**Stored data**
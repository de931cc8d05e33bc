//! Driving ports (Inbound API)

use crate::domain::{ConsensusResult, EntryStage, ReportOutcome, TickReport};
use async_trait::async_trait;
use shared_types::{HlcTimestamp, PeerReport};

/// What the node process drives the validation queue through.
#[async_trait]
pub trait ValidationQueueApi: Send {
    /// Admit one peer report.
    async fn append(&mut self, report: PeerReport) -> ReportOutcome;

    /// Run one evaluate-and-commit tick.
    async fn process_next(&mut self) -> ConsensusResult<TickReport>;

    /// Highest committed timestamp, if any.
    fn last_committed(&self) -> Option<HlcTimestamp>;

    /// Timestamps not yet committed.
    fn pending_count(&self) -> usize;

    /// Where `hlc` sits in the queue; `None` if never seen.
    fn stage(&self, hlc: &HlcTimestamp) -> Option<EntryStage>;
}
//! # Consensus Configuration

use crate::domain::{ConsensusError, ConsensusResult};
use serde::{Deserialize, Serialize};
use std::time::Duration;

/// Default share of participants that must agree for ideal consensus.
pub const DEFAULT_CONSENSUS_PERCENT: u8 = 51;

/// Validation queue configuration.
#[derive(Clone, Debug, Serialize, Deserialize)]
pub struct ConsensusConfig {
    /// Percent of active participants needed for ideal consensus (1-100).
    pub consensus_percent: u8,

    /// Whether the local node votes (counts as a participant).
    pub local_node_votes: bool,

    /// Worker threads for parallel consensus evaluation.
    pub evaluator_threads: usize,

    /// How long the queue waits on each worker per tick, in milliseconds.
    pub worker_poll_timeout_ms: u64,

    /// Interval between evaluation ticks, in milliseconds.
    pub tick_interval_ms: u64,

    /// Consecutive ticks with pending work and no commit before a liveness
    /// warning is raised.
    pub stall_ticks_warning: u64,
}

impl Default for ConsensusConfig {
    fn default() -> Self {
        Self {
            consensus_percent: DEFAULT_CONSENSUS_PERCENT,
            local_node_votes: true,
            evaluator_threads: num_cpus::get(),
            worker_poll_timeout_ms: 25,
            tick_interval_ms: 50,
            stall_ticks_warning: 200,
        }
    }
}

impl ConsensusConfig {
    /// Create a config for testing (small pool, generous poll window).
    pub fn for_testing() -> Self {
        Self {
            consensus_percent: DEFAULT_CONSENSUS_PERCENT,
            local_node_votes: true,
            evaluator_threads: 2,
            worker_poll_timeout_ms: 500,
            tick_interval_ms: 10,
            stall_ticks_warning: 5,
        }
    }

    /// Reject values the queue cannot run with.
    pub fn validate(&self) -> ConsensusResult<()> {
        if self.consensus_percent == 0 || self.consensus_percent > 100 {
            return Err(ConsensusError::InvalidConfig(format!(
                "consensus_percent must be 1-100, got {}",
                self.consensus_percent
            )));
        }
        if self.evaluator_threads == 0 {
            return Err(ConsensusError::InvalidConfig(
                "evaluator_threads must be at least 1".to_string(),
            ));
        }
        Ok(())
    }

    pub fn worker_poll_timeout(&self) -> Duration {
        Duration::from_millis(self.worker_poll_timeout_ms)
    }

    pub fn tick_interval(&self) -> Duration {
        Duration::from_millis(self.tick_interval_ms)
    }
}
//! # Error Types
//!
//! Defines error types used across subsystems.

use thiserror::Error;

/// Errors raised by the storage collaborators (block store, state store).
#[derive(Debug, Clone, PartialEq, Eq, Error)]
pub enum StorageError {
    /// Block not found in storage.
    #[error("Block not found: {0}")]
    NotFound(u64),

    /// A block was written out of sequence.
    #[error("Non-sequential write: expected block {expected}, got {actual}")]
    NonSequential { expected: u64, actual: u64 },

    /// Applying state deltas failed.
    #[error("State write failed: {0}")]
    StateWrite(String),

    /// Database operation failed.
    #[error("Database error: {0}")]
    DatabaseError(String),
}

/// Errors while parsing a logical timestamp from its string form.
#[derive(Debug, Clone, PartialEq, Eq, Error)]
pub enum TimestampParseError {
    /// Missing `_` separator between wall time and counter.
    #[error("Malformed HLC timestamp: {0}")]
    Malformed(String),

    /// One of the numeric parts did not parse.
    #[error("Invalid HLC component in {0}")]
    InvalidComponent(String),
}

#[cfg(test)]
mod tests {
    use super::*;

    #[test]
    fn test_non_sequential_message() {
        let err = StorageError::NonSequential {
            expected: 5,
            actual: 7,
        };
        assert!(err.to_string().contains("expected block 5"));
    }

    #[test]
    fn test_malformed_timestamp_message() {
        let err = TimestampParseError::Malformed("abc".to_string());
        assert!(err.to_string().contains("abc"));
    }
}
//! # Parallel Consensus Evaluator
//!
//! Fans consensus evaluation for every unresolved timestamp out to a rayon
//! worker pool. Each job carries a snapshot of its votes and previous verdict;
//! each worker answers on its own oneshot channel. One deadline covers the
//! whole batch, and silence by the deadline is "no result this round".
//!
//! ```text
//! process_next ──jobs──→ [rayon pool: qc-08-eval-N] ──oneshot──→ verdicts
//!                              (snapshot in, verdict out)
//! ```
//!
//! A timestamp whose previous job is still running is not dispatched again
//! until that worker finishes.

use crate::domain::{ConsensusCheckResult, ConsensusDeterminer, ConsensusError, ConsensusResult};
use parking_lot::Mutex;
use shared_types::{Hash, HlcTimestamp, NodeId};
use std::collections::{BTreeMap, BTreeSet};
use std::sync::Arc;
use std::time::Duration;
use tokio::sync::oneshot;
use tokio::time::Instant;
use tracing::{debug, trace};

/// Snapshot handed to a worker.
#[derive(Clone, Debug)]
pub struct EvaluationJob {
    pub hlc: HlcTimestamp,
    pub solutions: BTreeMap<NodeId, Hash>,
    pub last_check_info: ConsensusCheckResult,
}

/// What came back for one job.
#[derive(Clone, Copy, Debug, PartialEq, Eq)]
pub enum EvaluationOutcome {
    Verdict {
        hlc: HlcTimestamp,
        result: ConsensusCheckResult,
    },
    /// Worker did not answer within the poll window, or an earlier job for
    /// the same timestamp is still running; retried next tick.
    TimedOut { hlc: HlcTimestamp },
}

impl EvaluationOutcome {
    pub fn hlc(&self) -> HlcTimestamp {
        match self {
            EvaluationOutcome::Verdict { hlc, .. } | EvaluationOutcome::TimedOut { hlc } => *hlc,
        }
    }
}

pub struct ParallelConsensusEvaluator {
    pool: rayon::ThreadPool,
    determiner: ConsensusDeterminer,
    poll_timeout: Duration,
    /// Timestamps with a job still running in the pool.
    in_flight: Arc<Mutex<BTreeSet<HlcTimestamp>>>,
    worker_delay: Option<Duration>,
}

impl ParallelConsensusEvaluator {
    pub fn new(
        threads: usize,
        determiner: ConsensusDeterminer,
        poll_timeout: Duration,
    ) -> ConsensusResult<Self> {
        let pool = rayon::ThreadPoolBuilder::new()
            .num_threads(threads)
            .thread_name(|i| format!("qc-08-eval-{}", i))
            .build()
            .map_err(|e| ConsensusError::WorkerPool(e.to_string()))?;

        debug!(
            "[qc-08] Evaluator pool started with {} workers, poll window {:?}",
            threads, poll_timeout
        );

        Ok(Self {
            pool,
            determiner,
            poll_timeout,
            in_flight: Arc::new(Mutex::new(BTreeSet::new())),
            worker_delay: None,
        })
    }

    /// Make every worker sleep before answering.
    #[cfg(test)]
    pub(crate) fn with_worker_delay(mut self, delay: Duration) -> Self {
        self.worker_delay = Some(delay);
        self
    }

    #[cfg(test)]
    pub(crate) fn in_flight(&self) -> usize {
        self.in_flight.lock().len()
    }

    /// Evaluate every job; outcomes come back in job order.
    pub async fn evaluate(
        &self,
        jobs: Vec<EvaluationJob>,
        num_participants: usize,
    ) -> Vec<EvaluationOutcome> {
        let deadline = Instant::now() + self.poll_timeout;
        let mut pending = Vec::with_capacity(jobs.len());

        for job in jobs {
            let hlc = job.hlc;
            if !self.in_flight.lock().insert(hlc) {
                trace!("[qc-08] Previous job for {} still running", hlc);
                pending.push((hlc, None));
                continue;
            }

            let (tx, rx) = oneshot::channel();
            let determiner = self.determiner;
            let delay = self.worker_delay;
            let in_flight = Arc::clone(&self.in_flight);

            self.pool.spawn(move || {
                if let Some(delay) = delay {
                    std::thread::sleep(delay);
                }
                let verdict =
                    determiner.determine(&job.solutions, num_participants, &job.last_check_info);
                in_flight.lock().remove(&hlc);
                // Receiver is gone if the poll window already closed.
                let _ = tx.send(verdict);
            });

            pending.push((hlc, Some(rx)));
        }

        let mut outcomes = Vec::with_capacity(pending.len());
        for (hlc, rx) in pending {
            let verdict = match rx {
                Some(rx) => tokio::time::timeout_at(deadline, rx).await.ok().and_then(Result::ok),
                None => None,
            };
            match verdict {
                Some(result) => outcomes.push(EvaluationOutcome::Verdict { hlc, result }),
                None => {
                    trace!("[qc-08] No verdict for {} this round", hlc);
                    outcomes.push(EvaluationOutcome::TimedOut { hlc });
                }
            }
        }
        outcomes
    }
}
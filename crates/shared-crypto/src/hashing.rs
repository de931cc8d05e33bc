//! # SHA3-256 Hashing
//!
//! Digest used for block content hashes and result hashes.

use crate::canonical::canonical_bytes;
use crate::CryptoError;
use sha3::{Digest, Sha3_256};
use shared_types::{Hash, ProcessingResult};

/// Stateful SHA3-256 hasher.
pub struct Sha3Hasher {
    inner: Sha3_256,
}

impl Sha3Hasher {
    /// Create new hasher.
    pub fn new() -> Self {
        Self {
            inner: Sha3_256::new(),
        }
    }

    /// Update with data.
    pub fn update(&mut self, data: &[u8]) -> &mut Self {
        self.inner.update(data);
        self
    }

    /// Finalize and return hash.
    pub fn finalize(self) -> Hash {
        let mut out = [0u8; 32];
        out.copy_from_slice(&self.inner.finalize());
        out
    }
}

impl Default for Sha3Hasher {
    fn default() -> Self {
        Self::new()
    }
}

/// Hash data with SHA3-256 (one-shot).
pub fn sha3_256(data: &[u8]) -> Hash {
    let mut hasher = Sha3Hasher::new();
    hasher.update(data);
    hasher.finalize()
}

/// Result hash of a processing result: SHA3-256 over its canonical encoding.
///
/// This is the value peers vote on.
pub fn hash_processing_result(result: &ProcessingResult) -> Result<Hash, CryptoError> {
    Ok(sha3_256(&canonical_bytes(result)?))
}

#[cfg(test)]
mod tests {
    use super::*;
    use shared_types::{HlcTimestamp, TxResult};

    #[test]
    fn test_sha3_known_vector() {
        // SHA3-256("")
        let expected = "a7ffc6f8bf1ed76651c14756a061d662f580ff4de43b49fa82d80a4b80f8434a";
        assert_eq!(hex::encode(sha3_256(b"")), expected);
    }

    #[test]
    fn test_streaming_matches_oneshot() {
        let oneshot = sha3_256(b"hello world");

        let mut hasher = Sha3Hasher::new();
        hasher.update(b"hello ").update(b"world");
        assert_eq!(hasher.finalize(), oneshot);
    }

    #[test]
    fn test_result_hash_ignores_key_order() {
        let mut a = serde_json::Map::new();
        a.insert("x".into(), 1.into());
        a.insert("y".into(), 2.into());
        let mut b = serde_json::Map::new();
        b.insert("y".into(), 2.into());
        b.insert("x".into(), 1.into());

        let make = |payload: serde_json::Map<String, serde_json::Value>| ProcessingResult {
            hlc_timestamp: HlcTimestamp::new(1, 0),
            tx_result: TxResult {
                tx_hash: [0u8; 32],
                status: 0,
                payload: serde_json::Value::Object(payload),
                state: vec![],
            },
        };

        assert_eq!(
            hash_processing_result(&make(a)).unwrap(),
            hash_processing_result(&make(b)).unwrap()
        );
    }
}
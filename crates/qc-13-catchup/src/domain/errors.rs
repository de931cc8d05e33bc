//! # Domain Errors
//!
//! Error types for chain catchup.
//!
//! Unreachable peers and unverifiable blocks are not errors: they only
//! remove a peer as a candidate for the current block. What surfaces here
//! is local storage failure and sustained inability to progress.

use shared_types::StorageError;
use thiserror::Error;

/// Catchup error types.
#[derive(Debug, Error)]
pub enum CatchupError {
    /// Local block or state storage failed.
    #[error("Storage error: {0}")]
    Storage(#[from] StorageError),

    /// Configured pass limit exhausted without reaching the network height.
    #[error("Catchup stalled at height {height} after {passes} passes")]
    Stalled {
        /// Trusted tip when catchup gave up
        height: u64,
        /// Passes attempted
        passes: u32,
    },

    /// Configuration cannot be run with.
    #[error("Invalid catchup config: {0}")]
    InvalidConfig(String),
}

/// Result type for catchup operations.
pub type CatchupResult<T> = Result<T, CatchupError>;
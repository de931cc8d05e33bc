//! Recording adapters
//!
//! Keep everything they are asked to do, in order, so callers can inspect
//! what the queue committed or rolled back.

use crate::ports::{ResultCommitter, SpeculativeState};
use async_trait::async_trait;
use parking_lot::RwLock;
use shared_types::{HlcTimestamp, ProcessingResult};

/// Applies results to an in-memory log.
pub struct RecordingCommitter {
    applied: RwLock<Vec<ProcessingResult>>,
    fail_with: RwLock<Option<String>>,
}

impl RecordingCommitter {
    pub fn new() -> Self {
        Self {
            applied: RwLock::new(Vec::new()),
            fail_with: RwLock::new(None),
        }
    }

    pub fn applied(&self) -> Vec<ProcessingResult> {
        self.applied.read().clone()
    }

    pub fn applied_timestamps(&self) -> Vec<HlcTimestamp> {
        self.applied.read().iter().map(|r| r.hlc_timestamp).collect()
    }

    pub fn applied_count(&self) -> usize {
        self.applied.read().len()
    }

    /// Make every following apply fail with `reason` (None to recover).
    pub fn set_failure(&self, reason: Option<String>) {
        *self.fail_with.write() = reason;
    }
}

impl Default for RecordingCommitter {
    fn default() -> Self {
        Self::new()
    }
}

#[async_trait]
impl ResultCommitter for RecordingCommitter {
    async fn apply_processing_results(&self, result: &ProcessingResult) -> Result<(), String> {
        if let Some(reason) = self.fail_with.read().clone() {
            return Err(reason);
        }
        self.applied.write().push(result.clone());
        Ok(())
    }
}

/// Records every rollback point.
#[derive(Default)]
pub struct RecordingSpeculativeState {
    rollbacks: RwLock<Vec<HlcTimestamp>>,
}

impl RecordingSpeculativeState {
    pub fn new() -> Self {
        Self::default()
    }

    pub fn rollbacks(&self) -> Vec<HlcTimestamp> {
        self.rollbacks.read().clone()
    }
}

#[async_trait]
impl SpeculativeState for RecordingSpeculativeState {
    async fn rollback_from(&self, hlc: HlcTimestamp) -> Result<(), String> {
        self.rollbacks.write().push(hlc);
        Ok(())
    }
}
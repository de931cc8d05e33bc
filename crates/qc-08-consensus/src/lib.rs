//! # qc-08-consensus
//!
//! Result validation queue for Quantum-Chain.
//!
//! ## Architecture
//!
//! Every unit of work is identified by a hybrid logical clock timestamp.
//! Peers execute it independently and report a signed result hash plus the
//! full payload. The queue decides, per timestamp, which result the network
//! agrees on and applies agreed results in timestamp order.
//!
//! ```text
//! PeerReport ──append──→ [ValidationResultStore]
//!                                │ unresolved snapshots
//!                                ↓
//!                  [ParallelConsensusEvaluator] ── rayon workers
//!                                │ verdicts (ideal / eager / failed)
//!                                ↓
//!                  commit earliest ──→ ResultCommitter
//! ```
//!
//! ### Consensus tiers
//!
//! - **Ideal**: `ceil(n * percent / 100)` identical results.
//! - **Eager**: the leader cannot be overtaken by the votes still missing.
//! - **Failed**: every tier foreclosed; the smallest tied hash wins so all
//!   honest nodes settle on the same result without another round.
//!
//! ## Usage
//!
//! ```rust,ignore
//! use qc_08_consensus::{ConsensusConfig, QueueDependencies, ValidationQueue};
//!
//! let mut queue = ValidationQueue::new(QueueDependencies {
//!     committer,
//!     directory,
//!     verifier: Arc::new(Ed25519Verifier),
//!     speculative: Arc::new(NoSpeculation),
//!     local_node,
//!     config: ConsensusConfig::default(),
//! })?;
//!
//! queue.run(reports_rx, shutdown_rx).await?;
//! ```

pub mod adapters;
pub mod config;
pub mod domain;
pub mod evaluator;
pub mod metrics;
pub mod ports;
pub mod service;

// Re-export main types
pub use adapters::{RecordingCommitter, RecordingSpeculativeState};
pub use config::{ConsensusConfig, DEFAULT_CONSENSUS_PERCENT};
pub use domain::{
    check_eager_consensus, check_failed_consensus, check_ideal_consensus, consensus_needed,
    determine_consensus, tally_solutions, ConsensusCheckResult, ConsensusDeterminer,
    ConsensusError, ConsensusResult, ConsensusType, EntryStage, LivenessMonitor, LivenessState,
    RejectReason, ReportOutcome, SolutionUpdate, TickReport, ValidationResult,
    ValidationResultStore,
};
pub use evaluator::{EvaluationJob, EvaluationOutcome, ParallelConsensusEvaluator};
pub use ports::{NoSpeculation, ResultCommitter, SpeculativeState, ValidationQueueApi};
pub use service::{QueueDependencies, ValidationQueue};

**WHAT IS NEEDED**
How many lines of the entries above hold the string "NonSequential"? Reply with the number alone.

**TASK OUTPUT**
2